I don't know precisely what happened to my natural hip
joints. But I'm guessing their fate and Jimmy Hoffa's were substantially
similar. Ashes to ashes, and all that stuff.
I never got a chance to say goodbye to my hips. Not sure
what I would have said, exactly. Perhaps "it's not you, it's me" or
"let’s try again after I get my head together" or "don't let the
door hit you where the Good Lord split you."
Because of my experience, I've always been curious how other
folks deal with having parts of them torn asunder. Recently I stumbled upon an
online article about Norwegian artist Alexander Selvik Wengshoel, who gave his
own hip an interesting send-off.
A wheelchair user since childhood, Wengshoel had his hip
replaced when he was 21. The performance artist wanted to take home the detached
joint as a souvenir.

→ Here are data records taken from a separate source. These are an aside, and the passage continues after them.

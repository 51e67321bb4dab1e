//! Review ledger: at most one review per (reviewer, reviewee) pair. Every
//! write recomputes the reviewee's rating aggregate in the same transaction.

use coffeechat_types::models::{MAX_FEEDBACK_CHARS, MAX_RATING, MIN_RATING, PageRequest, UserSummary};
use rusqlite::{Connection, OptionalExtension, Row};
use tracing::{debug, warn};
use uuid::Uuid;

use crate::error::is_unique_violation;
use crate::models::{ReviewRow, ReviewsPageRows};
use crate::ratings::{query_distribution, recompute};
use crate::users::user_exists;
use crate::{Database, Error, Result, now_timestamp};

const REVIEW_COLUMNS: &str = "r.id, r.reviewer_id, r.reviewee_id, r.rating, r.feedback, \
     r.created_at, r.updated_at, u.name, u.image";

fn map_review_row(row: &Row<'_>) -> rusqlite::Result<ReviewRow> {
    let reviewer_id: String = row.get(1)?;
    Ok(ReviewRow {
        id: row.get(0)?,
        reviewee_id: row.get(2)?,
        rating: row.get(3)?,
        feedback: row.get(4)?,
        created_at: row.get(5)?,
        updated_at: row.get(6)?,
        reviewer: UserSummary {
            id: reviewer_id.clone(),
            name: row.get(7)?,
            image: row.get(8)?,
        },
        reviewer_id,
    })
}

pub fn validate_rating(rating: i64) -> Result<u8> {
    if !(MIN_RATING..=MAX_RATING).contains(&rating) {
        return Err(Error::InvalidInput(format!(
            "Rating must be between {} and {}",
            MIN_RATING, MAX_RATING
        )));
    }
    Ok(rating as u8)
}

pub fn validate_feedback(feedback: Option<&str>) -> Result<()> {
    if feedback.is_some_and(|f| f.chars().count() > MAX_FEEDBACK_CHARS) {
        return Err(Error::InvalidInput(format!(
            "Feedback must be at most {} characters",
            MAX_FEEDBACK_CHARS
        )));
    }
    Ok(())
}

impl Database {
    /// Record `reviewer_id`'s review of `reviewee_id`.
    ///
    /// Duplicate detection is the table's UNIQUE constraint, so two
    /// concurrent creates for the same pair cannot both succeed.
    pub fn create_review(
        &self,
        reviewer_id: &str,
        reviewee_id: &str,
        rating: i64,
        feedback: Option<String>,
    ) -> Result<ReviewRow> {
        if reviewee_id.is_empty() {
            return Err(Error::InvalidInput("Reviewee ID is required".into()));
        }
        let rating = validate_rating(rating)?;
        validate_feedback(feedback.as_deref())?;
        if reviewer_id == reviewee_id {
            return Err(Error::InvalidInput("Cannot review yourself".into()));
        }

        let review = self.with_tx(|conn| {
            if !user_exists(conn, reviewee_id)? {
                return Err(Error::NotFound("User"));
            }

            let id = Uuid::new_v4().to_string();
            let now = now_timestamp();
            conn.execute(
                "INSERT INTO reviews (id, reviewer_id, reviewee_id, rating, feedback, created_at, updated_at)
                 VALUES (?1, ?2, ?3, ?4, ?5, ?6, ?6)",
                rusqlite::params![id, reviewer_id, reviewee_id, rating, feedback, now],
            )
            .map_err(|e| {
                if is_unique_violation(&e) {
                    warn!("Duplicate review from {} for {}", reviewer_id, reviewee_id);
                    Error::Conflict("You have already reviewed this user".into())
                } else {
                    Error::from(e)
                }
            })?;

            recompute(conn, reviewee_id)?;
            query_review(conn, &id)?.ok_or(Error::NotFound("Review"))
        })?;

        debug!("Review {} created by {} for {}", review.id, reviewer_id, reviewee_id);
        Ok(review)
    }

    /// Replace rating and feedback on an existing review. Only the original
    /// reviewer may do so; the reviewee never changes.
    pub fn update_review(
        &self,
        review_id: &str,
        requester_id: &str,
        rating: i64,
        feedback: Option<String>,
    ) -> Result<ReviewRow> {
        let rating = validate_rating(rating)?;
        validate_feedback(feedback.as_deref())?;

        let review = self.with_tx(|conn| {
            let (reviewer_id, reviewee_id): (String, String) = conn
                .query_row(
                    "SELECT reviewer_id, reviewee_id FROM reviews WHERE id = ?1",
                    [review_id],
                    |r| Ok((r.get(0)?, r.get(1)?)),
                )
                .optional()?
                .ok_or(Error::NotFound("Review"))?;

            if reviewer_id != requester_id {
                warn!("User {} attempted to update review {} owned by {}", requester_id, review_id, reviewer_id);
                return Err(Error::Forbidden("Can only update your own reviews".into()));
            }

            conn.execute(
                "UPDATE reviews SET rating = ?1, feedback = ?2, updated_at = ?3 WHERE id = ?4",
                rusqlite::params![rating, feedback, now_timestamp(), review_id],
            )?;

            recompute(conn, &reviewee_id)?;
            query_review(conn, review_id)?.ok_or(Error::NotFound("Review"))
        })?;

        debug!("Review {} updated by {}", review.id, requester_id);
        Ok(review)
    }

    pub fn get_review(&self, review_id: &str) -> Result<Option<ReviewRow>> {
        self.with_conn(|conn| query_review(conn, review_id))
    }

    /// Reviews received by `user_id`, newest first, with the rating
    /// histogram and total read from the same snapshot.
    pub fn list_reviews_for_user(&self, user_id: &str, page: PageRequest) -> Result<ReviewsPageRows> {
        self.with_conn(|conn| {
            if !user_exists(conn, user_id)? {
                return Err(Error::NotFound("User"));
            }

            let sql = format!(
                "SELECT {REVIEW_COLUMNS}
                 FROM reviews r
                 JOIN users u ON r.reviewer_id = u.id
                 WHERE r.reviewee_id = ?1
                 ORDER BY r.created_at DESC, r.id DESC
                 LIMIT ?2 OFFSET ?3"
            );
            let mut stmt = conn.prepare(&sql)?;
            let reviews = stmt
                .query_map(
                    rusqlite::params![user_id, page.limit as i64, page.offset() as i64],
                    map_review_row,
                )?
                .collect::<std::result::Result<Vec<_>, _>>()?;

            let distribution = query_distribution(conn, user_id)?;
            Ok(ReviewsPageRows {
                reviews,
                total: distribution.total(),
                distribution,
            })
        })
    }
}

fn query_review(conn: &Connection, review_id: &str) -> Result<Option<ReviewRow>> {
    let sql = format!(
        "SELECT {REVIEW_COLUMNS}
         FROM reviews r
         JOIN users u ON r.reviewer_id = u.id
         WHERE r.id = ?1"
    );
    Ok(conn.query_row(&sql, [review_id], map_review_row).optional()?)
}

#[cfg(test)]
mod tests {
    use super::*;
    use crate::testing::{open_db, seed_users};
    use std::sync::Arc;

    fn review_count(db: &Database) -> i64 {
        db.with_conn(|conn| Ok(conn.query_row("SELECT COUNT(*) FROM reviews", [], |r| r.get(0))?))
            .unwrap()
    }

    #[test]
    fn create_embeds_reviewer_and_sets_timestamps() {
        let (_dir, db) = open_db();
        seed_users(&db, &["alice", "bob"]);

        let review = db.create_review("alice", "bob", 4, Some("Great tutor".into())).unwrap();
        assert_eq!(review.rating, 4);
        assert_eq!(review.feedback.as_deref(), Some("Great tutor"));
        assert_eq!(review.reviewer.name, "User alice");
        assert_eq!(review.created_at, review.updated_at);
        assert!(db.get_review(&review.id).unwrap().is_some());
    }

    #[test]
    fn self_review_is_rejected_without_a_row() {
        let (_dir, db) = open_db();
        seed_users(&db, &["alice"]);

        let result = db.create_review("alice", "alice", 5, None);
        assert!(matches!(result, Err(Error::InvalidInput(_))));
        assert_eq!(review_count(&db), 0);
    }

    #[test]
    fn invalid_fields_are_rejected() {
        let (_dir, db) = open_db();
        seed_users(&db, &["alice", "bob"]);

        for rating in [0, 6, -1] {
            assert!(matches!(db.create_review("alice", "bob", rating, None), Err(Error::InvalidInput(_))));
        }
        let long = "x".repeat(MAX_FEEDBACK_CHARS + 1);
        assert!(matches!(db.create_review("alice", "bob", 3, Some(long)), Err(Error::InvalidInput(_))));
        assert_eq!(review_count(&db), 0);
    }

    #[test]
    fn unknown_reviewee_is_not_found() {
        let (_dir, db) = open_db();
        seed_users(&db, &["alice"]);

        assert!(matches!(db.create_review("alice", "ghost", 3, None), Err(Error::NotFound(_))));
    }

    #[test]
    fn duplicate_review_conflicts_and_leaves_aggregate() {
        let (_dir, db) = open_db();
        seed_users(&db, &["alice", "bob"]);

        db.create_review("alice", "bob", 5, None).unwrap();
        let result = db.create_review("alice", "bob", 1, None);
        assert!(matches!(result, Err(Error::Conflict(_))));

        let agg = db.get_rating("bob").unwrap().unwrap();
        assert_eq!(agg.total_reviews, 1);
        assert_eq!(agg.average_rating, 5.0);

        // The pair is directional.
        db.create_review("bob", "alice", 2, None).unwrap();
    }

    #[test]
    fn concurrent_creates_for_one_pair_admit_exactly_one() {
        let (_dir, db) = open_db();
        seed_users(&db, &["alice", "bob"]);
        let db = Arc::new(db);

        let handles: Vec<_> = (0..8)
            .map(|i| {
                let db = db.clone();
                std::thread::spawn(move || db.create_review("alice", "bob", 1 + (i % 5), None))
            })
            .collect();
        let results: Vec<_> = handles.into_iter().map(|h| h.join().unwrap()).collect();

        let created = results.iter().filter(|r| r.is_ok()).count();
        let conflicts = results.iter().filter(|r| matches!(r, Err(Error::Conflict(_)))).count();
        assert_eq!(created, 1);
        assert_eq!(conflicts, 7);
        assert_eq!(db.get_rating("bob").unwrap().unwrap().total_reviews, 1);
    }

    #[test]
    fn concurrent_creates_for_one_reviewee_lose_no_update() {
        let (_dir, db) = open_db();
        let reviewers: Vec<String> = (0..10).map(|i| format!("r{i}")).collect();
        seed_users(&db, &["target"]);
        for r in &reviewers {
            db.upsert_user(r, r, None).unwrap();
        }
        let db = Arc::new(db);

        let handles: Vec<_> = reviewers
            .into_iter()
            .enumerate()
            .map(|(i, reviewer)| {
                let db = db.clone();
                std::thread::spawn(move || db.create_review(&reviewer, "target", 1 + (i as i64 % 5), None))
            })
            .collect();
        for h in handles {
            h.join().unwrap().unwrap();
        }

        let agg = db.get_rating("target").unwrap().unwrap();
        assert_eq!(agg.total_reviews, 10);
        assert!((agg.average_rating - 3.0).abs() < 1e-9);
        assert!(db.find_rating_drift().unwrap().is_empty());
    }

    #[test]
    fn only_the_reviewer_may_update() {
        let (_dir, db) = open_db();
        seed_users(&db, &["alice", "bob", "mallory"]);
        let review = db.create_review("alice", "bob", 2, Some("meh".into())).unwrap();

        let result = db.update_review(&review.id, "mallory", 5, None);
        assert!(matches!(result, Err(Error::Forbidden(_))));
        assert_eq!(db.get_review(&review.id).unwrap().unwrap().rating, 2);

        let updated = db.update_review(&review.id, "alice", 5, None).unwrap();
        assert_eq!(updated.rating, 5);
        assert_eq!(updated.feedback, None);
        assert_eq!(updated.reviewee_id, "bob");
        assert!(updated.updated_at >= updated.created_at);
        assert_eq!(db.get_rating("bob").unwrap().unwrap().average_rating, 5.0);
    }

    #[test]
    fn update_of_unknown_review_is_not_found() {
        let (_dir, db) = open_db();
        seed_users(&db, &["alice"]);

        assert!(matches!(db.update_review("nope", "alice", 3, None), Err(Error::NotFound(_))));
    }

    #[test]
    fn listing_is_newest_first_with_distribution() {
        let (_dir, db) = open_db();
        seed_users(&db, &["target", "r1", "r2", "r3"]);
        db.create_review("r1", "target", 5, None).unwrap();
        db.create_review("r2", "target", 4, None).unwrap();
        db.create_review("r3", "target", 4, None).unwrap();

        let first = db.list_reviews_for_user("target", PageRequest { page: 1, limit: 2 }).unwrap();
        let second = db.list_reviews_for_user("target", PageRequest { page: 2, limit: 2 }).unwrap();

        assert_eq!(first.total, 3);
        assert_eq!(first.reviews.len(), 2);
        assert_eq!(second.reviews.len(), 1);
        assert_eq!(second.reviews[0].reviewer_id, "r1");
        assert!(first.reviews.iter().all(|r| r.id != second.reviews[0].id));
        assert_eq!(first.distribution.buckets()[3].count, 2);

        assert!(matches!(
            db.list_reviews_for_user("ghost", PageRequest { page: 1, limit: 10 }),
            Err(Error::NotFound(_))
        ));
    }
}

He woke up after the procedure to find a vacuum plastic
bag containing the hip, and a good-luck note from his surgeon attached to it.
But Wengshoel’s story doesn’t end there. He cooked the hip
and dined on the meat, along with a side dish of potatoes au gratin and a glass
of wine.
When I read this, I was stunned. The first thing that came
to mind was "white or red?"
But then I saw Wengshoel's comment:
"It had this flavor of wild sheep, if you take a sheep
that goes in the mountains and eats mushrooms."

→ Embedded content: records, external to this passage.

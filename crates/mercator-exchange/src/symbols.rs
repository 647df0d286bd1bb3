//! Lookup tables over the exchange's symbol list, built once per scope.

use std::collections::{BTreeMap, HashMap};

use mercator_types::error::{MercatorError, Result};

use crate::client::SymbolInfo;

#[derive(Debug, Clone, Default)]
pub struct SymbolTable {
    by_symbol: HashMap<String, SymbolInfo>,
    by_base: BTreeMap<String, Vec<String>>,
    by_quote: BTreeMap<String, Vec<String>>,
    names: Vec<String>,
}

impl SymbolTable {
    pub fn new(symbols: Vec<SymbolInfo>) -> Self {
        let mut table = Self::default();
        for info in symbols {
            let base = info.base_asset.trim();
            if !base.is_empty() {
                table
                    .by_base
                    .entry(base.to_string())
                    .or_default()
                    .push(info.symbol.clone());
            }
            let quote = info.quote_asset.trim();
            if !quote.is_empty() {
                table
                    .by_quote
                    .entry(quote.to_string())
                    .or_default()
                    .push(info.symbol.clone());
            }
            table.names.push(info.symbol.clone());
            table.by_symbol.insert(info.symbol.clone(), info);
        }
        table.names.sort();
        table.names.dedup();
        table
    }

    pub fn len(&self) -> usize {
        self.names.len()
    }

    pub fn is_empty(&self) -> bool {
        self.names.is_empty()
    }

    /// Market details, or `unknown symbol: X`.
    pub fn get(&self, symbol: &str) -> Result<&SymbolInfo> {
        self.by_symbol
            .get(symbol)
            .ok_or_else(|| MercatorError::failed(format!("unknown symbol: {symbol}")))
    }

    /// All symbol names, sorted.
    pub fn names(&self) -> &[String] {
        &self.names
    }

    /// Distinct base assets, sorted.
    pub fn base_assets(&self) -> Vec<String> {
        self.by_base.keys().cloned().collect()
    }

    /// Distinct quote assets, sorted.
    pub fn quote_assets(&self) -> Vec<String> {
        self.by_quote.keys().cloned().collect()
    }

    /// Markets trading `asset` as their base, in listing order.
    pub fn markets_for_base(&self, asset: &str) -> Option<&[String]> {
        self.by_base.get(asset).map(Vec::as_slice)
    }

    /// Markets quoted in `asset`, in listing order.
    pub fn markets_for_quote(&self, asset: &str) -> Option<&[String]> {
        self.by_quote.get(asset).map(Vec::as_slice)
    }
}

That answered my question. Had to be a robust red. Perhaps
Rocca Delle Macìe Riserva Chianti Classico 2008, from Tuscany, or Beronia
Reserva 2008 from Rioja, Spain. Gotta love the way those aromas of succulent
black fruit, earth, violets and spice complement meat.
Since I've already told you Wengshoel is a performance
artist, you probably know what's next, and you would be right. He documented
the entire cannibalistic feast in an exhibition that was featured at the Tromso
Academy of Contemporary Art in Norway.
I was inclined to dismiss Wengshoel as a nut job, a kook
driven mad by Scandinavian seasonal affect disorder.
But then he elaborated further.
"It had been so hard to have it in my body, and when I
took it out, it turned into something else, something romantic. It was a
natural process I felt I had to do to move on. I just work with my own body,
that is my canvas.”
I sort of envy Wengshoel. At least he got the chance to
emotionally work through such an experience.
As for me, I would like to have taken my hips home in a Big
Lots bag, but I would have stopped short of ingesting them.
Perhaps I would have turned them into a flower vase.
To display rose hips in bone meal, of course.